§ **Work task**: The task calls for each line of the records below in which the word "derive" appears.

═════ Entries supplied ═════

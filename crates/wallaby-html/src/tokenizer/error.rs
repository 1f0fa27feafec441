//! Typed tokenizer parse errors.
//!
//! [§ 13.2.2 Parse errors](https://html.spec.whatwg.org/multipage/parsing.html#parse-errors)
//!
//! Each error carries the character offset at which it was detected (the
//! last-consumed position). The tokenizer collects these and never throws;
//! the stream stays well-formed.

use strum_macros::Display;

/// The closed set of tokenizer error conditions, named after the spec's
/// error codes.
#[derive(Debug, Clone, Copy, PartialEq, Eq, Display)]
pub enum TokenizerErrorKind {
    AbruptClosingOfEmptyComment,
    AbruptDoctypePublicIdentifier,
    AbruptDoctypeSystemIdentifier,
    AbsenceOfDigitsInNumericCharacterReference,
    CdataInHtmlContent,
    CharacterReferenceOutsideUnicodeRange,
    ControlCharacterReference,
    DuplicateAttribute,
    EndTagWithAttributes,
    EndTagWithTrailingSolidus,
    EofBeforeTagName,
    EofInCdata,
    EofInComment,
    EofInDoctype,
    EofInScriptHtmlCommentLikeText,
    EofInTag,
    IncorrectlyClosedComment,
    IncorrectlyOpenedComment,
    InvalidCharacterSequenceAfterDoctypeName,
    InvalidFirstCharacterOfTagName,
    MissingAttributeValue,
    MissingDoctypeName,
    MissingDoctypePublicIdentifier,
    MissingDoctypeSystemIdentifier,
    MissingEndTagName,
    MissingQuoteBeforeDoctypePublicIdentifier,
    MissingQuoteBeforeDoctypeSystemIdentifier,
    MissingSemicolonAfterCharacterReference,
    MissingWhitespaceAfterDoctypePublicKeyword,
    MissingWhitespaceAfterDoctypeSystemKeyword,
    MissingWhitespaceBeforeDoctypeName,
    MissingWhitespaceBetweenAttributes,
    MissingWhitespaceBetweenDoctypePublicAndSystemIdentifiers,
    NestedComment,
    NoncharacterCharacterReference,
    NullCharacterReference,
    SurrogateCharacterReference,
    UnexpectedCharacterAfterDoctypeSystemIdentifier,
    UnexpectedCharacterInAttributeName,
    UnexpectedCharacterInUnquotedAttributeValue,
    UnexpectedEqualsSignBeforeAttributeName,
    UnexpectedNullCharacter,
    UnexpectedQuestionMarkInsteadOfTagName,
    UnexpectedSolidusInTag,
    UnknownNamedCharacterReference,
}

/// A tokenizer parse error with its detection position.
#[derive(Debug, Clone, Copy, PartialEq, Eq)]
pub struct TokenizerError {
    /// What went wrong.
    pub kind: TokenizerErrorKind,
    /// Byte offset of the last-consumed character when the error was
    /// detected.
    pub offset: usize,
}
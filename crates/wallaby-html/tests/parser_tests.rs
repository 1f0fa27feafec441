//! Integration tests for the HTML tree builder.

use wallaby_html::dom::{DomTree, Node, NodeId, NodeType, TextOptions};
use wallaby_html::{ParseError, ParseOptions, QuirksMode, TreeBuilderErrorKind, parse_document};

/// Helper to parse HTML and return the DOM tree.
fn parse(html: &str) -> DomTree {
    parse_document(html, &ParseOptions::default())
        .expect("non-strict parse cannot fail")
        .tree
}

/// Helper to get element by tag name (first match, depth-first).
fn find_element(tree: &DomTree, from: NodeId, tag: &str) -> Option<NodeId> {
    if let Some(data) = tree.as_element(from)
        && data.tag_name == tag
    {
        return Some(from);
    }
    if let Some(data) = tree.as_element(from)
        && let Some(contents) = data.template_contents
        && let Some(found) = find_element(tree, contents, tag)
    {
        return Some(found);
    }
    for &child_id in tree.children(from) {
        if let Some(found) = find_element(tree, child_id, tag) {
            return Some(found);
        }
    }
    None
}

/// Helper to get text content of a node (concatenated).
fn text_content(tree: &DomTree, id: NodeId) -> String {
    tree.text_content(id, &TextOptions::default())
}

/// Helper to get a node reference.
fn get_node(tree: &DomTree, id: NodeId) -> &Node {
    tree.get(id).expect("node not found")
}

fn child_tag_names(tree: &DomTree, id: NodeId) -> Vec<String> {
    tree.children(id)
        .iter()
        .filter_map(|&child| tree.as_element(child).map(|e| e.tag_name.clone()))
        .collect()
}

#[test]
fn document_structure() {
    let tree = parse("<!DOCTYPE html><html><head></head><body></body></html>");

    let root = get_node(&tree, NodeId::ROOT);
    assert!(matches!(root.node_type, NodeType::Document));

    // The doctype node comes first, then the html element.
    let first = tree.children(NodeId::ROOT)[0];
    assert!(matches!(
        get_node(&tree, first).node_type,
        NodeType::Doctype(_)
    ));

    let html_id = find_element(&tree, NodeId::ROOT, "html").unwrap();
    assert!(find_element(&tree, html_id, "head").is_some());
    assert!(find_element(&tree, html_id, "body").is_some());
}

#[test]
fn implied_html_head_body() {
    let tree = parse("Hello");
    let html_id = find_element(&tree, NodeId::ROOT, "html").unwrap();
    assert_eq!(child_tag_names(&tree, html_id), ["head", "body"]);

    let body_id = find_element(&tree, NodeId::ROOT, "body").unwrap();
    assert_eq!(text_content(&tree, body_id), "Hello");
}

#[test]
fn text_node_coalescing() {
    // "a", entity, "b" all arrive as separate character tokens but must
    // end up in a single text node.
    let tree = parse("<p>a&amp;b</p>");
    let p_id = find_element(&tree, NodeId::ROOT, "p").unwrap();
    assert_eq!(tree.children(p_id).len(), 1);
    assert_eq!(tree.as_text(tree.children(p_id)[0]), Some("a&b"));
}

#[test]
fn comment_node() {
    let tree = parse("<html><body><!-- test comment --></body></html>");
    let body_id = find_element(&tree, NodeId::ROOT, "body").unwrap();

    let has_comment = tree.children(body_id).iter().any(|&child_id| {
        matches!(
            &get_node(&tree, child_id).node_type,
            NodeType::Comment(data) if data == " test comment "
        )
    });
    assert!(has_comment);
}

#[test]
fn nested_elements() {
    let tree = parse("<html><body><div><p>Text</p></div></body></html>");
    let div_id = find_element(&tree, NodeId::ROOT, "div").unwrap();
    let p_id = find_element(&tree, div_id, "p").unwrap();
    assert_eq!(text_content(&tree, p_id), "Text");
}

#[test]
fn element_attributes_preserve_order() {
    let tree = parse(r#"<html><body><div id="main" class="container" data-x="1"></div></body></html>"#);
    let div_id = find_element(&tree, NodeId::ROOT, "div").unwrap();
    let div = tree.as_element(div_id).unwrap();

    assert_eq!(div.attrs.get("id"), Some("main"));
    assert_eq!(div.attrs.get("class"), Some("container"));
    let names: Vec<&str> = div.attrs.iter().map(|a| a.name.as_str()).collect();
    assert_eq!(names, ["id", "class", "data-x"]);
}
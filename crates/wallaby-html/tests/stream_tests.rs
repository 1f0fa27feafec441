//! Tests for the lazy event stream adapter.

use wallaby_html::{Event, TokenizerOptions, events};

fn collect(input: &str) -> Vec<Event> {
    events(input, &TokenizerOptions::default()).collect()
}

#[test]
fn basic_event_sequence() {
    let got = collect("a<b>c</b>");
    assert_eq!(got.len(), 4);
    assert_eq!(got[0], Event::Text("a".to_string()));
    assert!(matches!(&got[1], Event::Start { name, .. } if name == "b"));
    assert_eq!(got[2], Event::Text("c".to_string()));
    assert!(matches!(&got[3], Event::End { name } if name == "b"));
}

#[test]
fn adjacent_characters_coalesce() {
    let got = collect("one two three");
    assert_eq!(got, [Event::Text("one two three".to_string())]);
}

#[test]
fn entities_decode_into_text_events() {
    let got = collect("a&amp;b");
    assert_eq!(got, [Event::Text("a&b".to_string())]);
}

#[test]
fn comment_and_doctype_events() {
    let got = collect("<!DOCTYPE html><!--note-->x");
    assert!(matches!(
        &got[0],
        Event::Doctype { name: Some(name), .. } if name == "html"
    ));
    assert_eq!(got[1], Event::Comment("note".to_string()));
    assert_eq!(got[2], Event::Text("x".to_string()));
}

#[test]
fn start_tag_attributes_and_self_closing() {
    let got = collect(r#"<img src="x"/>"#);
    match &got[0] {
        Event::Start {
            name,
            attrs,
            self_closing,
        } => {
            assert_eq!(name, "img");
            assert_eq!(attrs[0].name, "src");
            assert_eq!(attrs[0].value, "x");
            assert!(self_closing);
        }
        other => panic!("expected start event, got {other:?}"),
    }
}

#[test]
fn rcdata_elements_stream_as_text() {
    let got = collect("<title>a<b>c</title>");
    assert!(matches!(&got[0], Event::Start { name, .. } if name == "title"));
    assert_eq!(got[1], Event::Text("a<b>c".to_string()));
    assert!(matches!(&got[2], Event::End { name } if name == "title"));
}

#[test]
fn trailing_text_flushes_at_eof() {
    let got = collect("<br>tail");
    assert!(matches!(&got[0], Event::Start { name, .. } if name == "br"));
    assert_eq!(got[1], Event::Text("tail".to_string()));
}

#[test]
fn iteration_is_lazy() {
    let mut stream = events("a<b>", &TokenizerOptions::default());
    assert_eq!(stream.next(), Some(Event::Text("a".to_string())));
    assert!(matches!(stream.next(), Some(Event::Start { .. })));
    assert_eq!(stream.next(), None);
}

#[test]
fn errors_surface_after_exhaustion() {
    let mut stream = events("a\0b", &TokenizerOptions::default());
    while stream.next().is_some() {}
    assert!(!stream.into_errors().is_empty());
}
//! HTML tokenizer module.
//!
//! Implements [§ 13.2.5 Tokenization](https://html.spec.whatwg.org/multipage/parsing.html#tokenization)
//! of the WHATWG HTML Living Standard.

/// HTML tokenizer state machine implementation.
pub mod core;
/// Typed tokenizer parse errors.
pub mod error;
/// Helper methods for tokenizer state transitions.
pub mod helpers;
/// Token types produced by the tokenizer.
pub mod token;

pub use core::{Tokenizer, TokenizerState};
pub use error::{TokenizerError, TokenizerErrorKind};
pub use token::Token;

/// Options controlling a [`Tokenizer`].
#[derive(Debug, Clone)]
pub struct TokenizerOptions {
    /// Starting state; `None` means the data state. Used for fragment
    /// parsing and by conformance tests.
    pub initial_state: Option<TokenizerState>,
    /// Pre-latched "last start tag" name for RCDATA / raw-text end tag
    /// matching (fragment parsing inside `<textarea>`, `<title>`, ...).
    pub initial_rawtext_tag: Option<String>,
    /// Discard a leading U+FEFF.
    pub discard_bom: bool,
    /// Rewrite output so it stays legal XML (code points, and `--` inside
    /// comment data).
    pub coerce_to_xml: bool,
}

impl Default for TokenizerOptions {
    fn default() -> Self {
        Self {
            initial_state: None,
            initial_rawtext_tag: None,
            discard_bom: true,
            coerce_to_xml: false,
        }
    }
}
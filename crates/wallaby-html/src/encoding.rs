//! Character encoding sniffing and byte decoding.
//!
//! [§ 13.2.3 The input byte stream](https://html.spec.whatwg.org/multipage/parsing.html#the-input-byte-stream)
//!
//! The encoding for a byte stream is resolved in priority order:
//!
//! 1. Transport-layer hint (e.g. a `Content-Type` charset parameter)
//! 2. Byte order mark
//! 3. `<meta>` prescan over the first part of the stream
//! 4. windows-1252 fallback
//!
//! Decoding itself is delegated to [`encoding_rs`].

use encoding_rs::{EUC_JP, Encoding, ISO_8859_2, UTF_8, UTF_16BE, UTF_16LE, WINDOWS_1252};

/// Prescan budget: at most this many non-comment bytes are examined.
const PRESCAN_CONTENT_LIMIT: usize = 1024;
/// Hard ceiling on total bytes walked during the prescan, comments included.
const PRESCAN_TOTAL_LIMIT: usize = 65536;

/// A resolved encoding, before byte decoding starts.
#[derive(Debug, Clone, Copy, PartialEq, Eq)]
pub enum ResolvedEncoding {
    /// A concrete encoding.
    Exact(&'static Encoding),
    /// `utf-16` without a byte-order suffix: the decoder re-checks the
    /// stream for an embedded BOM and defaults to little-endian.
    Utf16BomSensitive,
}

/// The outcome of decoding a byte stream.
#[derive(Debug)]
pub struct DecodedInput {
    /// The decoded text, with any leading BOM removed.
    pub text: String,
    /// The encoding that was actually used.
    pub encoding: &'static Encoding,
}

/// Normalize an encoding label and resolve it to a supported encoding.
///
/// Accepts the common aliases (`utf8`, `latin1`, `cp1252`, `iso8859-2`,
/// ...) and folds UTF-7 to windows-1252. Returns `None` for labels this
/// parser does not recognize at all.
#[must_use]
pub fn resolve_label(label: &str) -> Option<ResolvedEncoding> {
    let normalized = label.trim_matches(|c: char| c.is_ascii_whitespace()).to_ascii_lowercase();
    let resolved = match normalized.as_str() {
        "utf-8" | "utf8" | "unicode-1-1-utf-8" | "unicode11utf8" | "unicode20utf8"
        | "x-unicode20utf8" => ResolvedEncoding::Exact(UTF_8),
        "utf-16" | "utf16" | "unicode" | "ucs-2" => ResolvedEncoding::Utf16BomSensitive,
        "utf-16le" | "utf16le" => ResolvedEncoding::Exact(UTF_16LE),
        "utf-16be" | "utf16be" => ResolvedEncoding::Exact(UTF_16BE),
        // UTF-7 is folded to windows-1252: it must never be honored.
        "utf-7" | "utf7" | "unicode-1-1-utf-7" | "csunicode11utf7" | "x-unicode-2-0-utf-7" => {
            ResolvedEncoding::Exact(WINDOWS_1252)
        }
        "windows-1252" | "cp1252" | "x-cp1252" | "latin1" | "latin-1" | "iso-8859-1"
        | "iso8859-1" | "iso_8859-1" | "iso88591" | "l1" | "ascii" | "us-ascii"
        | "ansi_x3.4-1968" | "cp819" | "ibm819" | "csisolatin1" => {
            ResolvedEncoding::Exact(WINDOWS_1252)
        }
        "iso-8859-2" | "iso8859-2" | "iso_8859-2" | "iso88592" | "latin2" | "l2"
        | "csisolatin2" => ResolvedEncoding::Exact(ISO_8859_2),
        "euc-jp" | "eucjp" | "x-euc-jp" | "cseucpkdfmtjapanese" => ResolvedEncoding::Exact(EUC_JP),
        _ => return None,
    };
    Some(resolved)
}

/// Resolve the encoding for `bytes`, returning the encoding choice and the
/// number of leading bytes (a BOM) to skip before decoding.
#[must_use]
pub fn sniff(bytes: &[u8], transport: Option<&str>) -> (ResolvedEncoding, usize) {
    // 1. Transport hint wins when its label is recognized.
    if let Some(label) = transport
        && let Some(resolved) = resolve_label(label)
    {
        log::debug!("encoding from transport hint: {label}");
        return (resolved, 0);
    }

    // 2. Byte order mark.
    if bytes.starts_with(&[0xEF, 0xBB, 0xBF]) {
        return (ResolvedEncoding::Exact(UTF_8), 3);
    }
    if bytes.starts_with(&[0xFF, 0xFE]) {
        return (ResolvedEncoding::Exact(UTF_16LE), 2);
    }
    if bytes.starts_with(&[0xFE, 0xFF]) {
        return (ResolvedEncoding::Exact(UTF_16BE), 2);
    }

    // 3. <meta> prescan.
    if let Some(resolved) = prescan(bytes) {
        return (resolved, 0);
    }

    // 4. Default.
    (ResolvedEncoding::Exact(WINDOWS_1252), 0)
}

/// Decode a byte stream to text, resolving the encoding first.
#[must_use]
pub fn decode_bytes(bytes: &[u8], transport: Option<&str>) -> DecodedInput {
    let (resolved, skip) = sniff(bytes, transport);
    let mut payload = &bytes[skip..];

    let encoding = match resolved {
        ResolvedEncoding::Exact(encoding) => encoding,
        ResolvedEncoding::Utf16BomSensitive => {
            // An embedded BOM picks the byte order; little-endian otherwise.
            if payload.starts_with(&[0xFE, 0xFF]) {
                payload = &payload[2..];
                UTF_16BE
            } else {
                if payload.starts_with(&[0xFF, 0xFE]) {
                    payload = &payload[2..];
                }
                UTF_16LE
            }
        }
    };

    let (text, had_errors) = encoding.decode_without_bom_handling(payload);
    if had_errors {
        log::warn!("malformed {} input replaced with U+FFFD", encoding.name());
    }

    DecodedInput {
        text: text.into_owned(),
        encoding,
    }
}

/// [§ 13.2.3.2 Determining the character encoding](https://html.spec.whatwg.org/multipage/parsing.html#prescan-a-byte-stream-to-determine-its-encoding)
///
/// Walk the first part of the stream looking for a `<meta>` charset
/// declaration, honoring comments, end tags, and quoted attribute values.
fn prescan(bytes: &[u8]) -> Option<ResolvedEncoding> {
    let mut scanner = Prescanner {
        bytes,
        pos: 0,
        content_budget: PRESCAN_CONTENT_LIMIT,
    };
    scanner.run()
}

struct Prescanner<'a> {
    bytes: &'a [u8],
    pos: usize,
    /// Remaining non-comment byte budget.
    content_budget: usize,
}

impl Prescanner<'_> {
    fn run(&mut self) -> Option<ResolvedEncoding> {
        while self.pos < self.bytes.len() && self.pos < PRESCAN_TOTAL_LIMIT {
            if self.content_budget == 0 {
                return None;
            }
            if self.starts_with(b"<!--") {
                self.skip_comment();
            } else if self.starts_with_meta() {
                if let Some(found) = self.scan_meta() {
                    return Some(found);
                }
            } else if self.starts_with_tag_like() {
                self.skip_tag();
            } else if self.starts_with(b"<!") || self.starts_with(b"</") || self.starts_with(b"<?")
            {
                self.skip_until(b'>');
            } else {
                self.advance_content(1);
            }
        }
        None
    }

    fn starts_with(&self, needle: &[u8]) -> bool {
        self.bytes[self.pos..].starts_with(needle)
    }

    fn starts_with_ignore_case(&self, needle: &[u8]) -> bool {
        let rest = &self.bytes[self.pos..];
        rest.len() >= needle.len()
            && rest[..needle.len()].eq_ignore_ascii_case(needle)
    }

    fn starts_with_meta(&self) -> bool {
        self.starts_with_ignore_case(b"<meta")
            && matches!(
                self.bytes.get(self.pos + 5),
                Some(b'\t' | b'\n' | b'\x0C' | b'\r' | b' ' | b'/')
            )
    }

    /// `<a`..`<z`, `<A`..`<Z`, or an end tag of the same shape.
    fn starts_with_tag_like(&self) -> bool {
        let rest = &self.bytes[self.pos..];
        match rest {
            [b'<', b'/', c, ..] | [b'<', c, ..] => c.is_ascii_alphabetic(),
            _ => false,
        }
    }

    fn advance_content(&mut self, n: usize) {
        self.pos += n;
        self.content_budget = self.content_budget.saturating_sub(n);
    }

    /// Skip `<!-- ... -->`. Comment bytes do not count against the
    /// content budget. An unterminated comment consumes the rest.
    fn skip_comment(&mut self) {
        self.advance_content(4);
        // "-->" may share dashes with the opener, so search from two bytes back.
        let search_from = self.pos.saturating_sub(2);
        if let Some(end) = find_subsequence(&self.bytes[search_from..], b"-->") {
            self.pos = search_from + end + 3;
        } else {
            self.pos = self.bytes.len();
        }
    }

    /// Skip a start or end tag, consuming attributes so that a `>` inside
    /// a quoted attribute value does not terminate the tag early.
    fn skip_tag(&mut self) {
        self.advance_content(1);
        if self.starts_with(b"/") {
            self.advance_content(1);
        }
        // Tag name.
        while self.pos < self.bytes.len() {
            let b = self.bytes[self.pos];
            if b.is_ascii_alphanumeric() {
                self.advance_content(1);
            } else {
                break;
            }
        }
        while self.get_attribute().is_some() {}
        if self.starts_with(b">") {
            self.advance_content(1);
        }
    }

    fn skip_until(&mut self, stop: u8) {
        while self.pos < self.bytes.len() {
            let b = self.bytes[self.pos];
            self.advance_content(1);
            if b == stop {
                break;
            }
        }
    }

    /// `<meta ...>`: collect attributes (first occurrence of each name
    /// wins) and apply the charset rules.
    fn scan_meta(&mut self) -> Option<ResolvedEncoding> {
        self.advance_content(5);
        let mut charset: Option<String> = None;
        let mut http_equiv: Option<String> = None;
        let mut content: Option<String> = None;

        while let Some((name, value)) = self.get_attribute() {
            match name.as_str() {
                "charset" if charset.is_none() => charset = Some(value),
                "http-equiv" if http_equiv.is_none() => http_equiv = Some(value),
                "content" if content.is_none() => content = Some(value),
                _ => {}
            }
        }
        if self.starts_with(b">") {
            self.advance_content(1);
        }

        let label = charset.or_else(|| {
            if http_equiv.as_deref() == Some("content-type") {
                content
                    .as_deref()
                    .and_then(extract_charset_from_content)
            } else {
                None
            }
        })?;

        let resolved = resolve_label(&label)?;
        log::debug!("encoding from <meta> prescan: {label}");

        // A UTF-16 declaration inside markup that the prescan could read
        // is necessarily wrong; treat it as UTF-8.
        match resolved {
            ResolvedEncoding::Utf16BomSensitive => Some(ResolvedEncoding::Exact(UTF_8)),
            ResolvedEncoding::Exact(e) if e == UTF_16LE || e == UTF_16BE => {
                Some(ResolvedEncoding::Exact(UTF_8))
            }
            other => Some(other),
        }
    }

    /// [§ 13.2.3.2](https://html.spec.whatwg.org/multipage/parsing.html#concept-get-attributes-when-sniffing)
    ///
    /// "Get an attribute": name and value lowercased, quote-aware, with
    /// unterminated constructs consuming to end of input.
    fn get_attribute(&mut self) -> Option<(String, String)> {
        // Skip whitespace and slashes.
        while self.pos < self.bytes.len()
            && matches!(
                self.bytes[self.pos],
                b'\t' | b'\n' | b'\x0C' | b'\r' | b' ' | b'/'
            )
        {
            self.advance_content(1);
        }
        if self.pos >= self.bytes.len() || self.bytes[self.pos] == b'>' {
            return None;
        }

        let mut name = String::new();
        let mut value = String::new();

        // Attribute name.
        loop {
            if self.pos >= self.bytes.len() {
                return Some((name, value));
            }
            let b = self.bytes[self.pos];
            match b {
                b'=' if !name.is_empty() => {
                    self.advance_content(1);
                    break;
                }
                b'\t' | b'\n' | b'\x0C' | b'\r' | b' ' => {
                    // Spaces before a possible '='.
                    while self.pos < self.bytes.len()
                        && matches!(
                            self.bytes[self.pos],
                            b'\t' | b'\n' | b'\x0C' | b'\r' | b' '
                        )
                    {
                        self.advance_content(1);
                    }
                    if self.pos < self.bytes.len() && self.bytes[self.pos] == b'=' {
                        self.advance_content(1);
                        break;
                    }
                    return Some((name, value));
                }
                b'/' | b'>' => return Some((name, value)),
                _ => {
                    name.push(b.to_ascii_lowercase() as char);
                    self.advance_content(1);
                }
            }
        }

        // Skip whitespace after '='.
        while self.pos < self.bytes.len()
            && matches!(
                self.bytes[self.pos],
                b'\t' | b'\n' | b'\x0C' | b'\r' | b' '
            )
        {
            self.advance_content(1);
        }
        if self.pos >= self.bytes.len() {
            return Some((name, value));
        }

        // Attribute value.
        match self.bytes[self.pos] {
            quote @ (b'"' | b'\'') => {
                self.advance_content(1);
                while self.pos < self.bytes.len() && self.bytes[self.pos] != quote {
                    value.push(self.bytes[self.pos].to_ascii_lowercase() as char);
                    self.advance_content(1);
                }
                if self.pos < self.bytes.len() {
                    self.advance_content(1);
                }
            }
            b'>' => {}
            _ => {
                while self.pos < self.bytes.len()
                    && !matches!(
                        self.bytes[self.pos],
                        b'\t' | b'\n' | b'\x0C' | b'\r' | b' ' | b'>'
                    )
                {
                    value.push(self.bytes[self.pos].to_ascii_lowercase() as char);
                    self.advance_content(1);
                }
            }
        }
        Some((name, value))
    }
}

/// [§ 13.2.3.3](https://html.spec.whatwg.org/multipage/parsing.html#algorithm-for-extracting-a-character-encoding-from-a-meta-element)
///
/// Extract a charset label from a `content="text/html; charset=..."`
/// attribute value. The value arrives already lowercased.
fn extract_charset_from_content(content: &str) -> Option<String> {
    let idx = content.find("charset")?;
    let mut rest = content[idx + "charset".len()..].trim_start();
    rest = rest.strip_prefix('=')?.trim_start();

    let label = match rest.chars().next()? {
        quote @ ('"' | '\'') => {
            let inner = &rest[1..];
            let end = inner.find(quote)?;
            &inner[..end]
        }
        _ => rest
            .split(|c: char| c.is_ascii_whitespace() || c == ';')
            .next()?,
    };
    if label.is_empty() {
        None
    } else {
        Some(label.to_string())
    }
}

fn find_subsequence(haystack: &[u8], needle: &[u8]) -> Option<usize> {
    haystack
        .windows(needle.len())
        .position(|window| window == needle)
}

═════

§ **Output**:
#[derive(Debug, Clone, Copy, PartialEq, Eq, Display)]
#[derive(Debug, Clone, Copy, PartialEq, Eq)]
#[derive(Debug, Clone)]
#[derive(Debug, Clone, Copy, PartialEq, Eq)]
#[derive(Debug)]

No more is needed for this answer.